Reputation: 335
I have a data frame in R, let's call it data
.
One of the columns, data$tags
contains strings. Each string is a comma separated list of tags (or categories that this entry relates to).
I'm trying to get a list of all available tags in the data frame.
I thought I could use one of the apply
functions to run the column over the strsplit
function and get one long concatenated vector with all string parts, then use unique
to get rid of the duplicates.
I tried:
func_split_tags <- function(e) {
return(unlist(strsplit(e," ")))
}
all_tags <- sapply(as.vector(data$tags), func_split_tags)

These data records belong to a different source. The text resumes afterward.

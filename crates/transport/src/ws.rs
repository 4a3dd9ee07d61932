use anyhow::Result;
use futures_util::{pin_mut, ready, Sink, Stream};
use std::io;
use std::pin::Pin;
use std::task::{Context, Poll};
use tokio::io::{AsyncRead, AsyncWrite};
use tokio_tungstenite::tungstenite::{Error as TungsteniteError, Message as TungsteniteMessage};

/// Wraps a WebSocket stream and implements `AsyncRead` and `AsyncWrite`
pub struct WebSocketStream<S> {
    inner: S,
    read_buf: Option<Vec<u8>>,
}

impl<S> WebSocketStream<S> {
    pub fn new(stream: S) -> Self {
        Self {
            inner: stream,
            read_buf: None,
        }
    }
}

impl<S> AsyncRead for WebSocketStream<S>
where
    S: Stream<Item = Result<TungsteniteMessage, TungsteniteError>> + Unpin,
{
    fn poll_read(
        mut self: Pin<&mut Self>,
        cx: &mut Context<'_>,
        buf: &mut tokio::io::ReadBuf<'_>,
    ) -> Poll<io::Result<()>> {
        let mut data = if let Some(data) = self.read_buf.take() {
            data
        } else {
            loop {
                let inner = &mut self.inner;
                pin_mut!(inner);
                match ready!(inner.poll_next(cx)) {
                    Some(Ok(m)) => match m {
                        TungsteniteMessage::Text(s) => {
                            break s.into_bytes();
                        }
                        TungsteniteMessage::Binary(data) => {
                            break data;
                        }

                        // discard ping and pong messages (not part of actual payload)
                        TungsteniteMessage::Ping(_) | TungsteniteMessage::Pong(_) => {}

                        // end reading on Close message
                        TungsteniteMessage::Close(_) => return Poll::Ready(Ok(())),

                        TungsteniteMessage::Frame(_) => unreachable!("raw frames are never returned when reading"),
                    },
                    Some(Err(e)) => return Poll::Ready(Err(io::Error::new(io::ErrorKind::Other, e))),
                    None => return Poll::Ready(Ok(())),
                }
            }
        };

        let bytes_to_copy = std::cmp::min(buf.remaining(), data.len());

        let dest = buf.initialize_unfilled_to(bytes_to_copy);
        dest.copy_from_slice(&data[..bytes_to_copy]);
        buf.advance(bytes_to_copy);

        if data.len() > bytes_to_copy {
            data.drain(..bytes_to_copy);
            self.read_buf = Some(data);
        }

        Poll::Ready(Ok(()))
    }
}

impl<S> AsyncWrite for WebSocketStream<S>
where
    S: Sink<TungsteniteMessage, Error = TungsteniteError> + Unpin,
{
    fn poll_write(mut self: Pin<&mut Self>, cx: &mut Context<'_>, buf: &[u8]) -> Poll<Result<usize, io::Error>> {
        macro_rules! try_in_poll {
            ($expr:expr) => {{
                match $expr {
                    Ok(o) => o,
                    // When using `AsyncWriteExt::write_all`, `io::ErrorKind::WriteZero` will be raised.
                    // In this case it means "attempted to write on a closed socket".
                    Err(TungsteniteError::ConnectionClosed) => return Poll::Ready(Ok(0)),
                    Err(e) => return Poll::Ready(Err(io::Error::new(io::ErrorKind::Other, e))),
                }
            }};
        }

        // try flushing preemptively
        let inner = &mut self.inner;
        pin_mut!(inner);
        let _ = inner.poll_flush(cx);

        // make sure sink is ready to send
        let inner = &mut self.inner;
        pin_mut!(inner);
        try_in_poll!(ready!(inner.poll_ready(cx)));

        // actually submit new item
        let inner = &mut self.inner;
        pin_mut!(inner);
        try_in_poll!(inner.start_send(TungsteniteMessage::Binary(buf.to_vec())));
        // ^ if no error occurred, message is accepted and queued when calling `start_send`
        // (that is: `to_vec` is called only once)

        Poll::Ready(Ok(buf.len()))
    }

    fn poll_flush(mut self: Pin<&mut Self>, cx: &mut Context<'_>) -> Poll<Result<(), io::Error>> {
        let inner = &mut self.inner;
        pin_mut!(inner);
        match ready!(inner.poll_flush(cx)) {
            Ok(()) => Poll::Ready(Ok(())),
            Err(TungsteniteError::ConnectionClosed) => Poll::Ready(Ok(())),
            Err(e) => Poll::Ready(Err(io::Error::new(io::ErrorKind::Other, e))),
        }
    }

    fn poll_shutdown(mut self: Pin<&mut Self>, cx: &mut Context<'_>) -> Poll<Result<(), io::Error>> {
        let inner = &mut self.inner;
        pin_mut!(inner);
        match ready!(inner.poll_close(cx)) {
            Ok(()) => Poll::Ready(Ok(())),
            Err(TungsteniteError::ConnectionClosed) => Poll::Ready(Ok(())),
            Err(e) => Poll::Ready(Err(io::Error::new(io::ErrorKind::Other, e))),
        }
    }
}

but that just gives me a list of the split-string vectors.
Does anyone have any idea how to make this work?
Thanks!
Upvotes: 0
Views: 799
Reputation: 887078
We could do this with str_extract
library(stringr)
unlist(str_extract_all(df$s, "\\w+"))
Upvotes: 0
Reputation: 10483
Something like this is what you are looking for?
df <- data.frame(x = seq(1:10), s = 'I am in the city', stringsAsFactors = FALSE)
as.character(unlist(sapply(df$s, function(x) strsplit(x, ' '))))
You could write that last line as if you don't want anything more than a simple strsplit
:
unlist(strsplit(df$s, ' '))
Upvotes: 2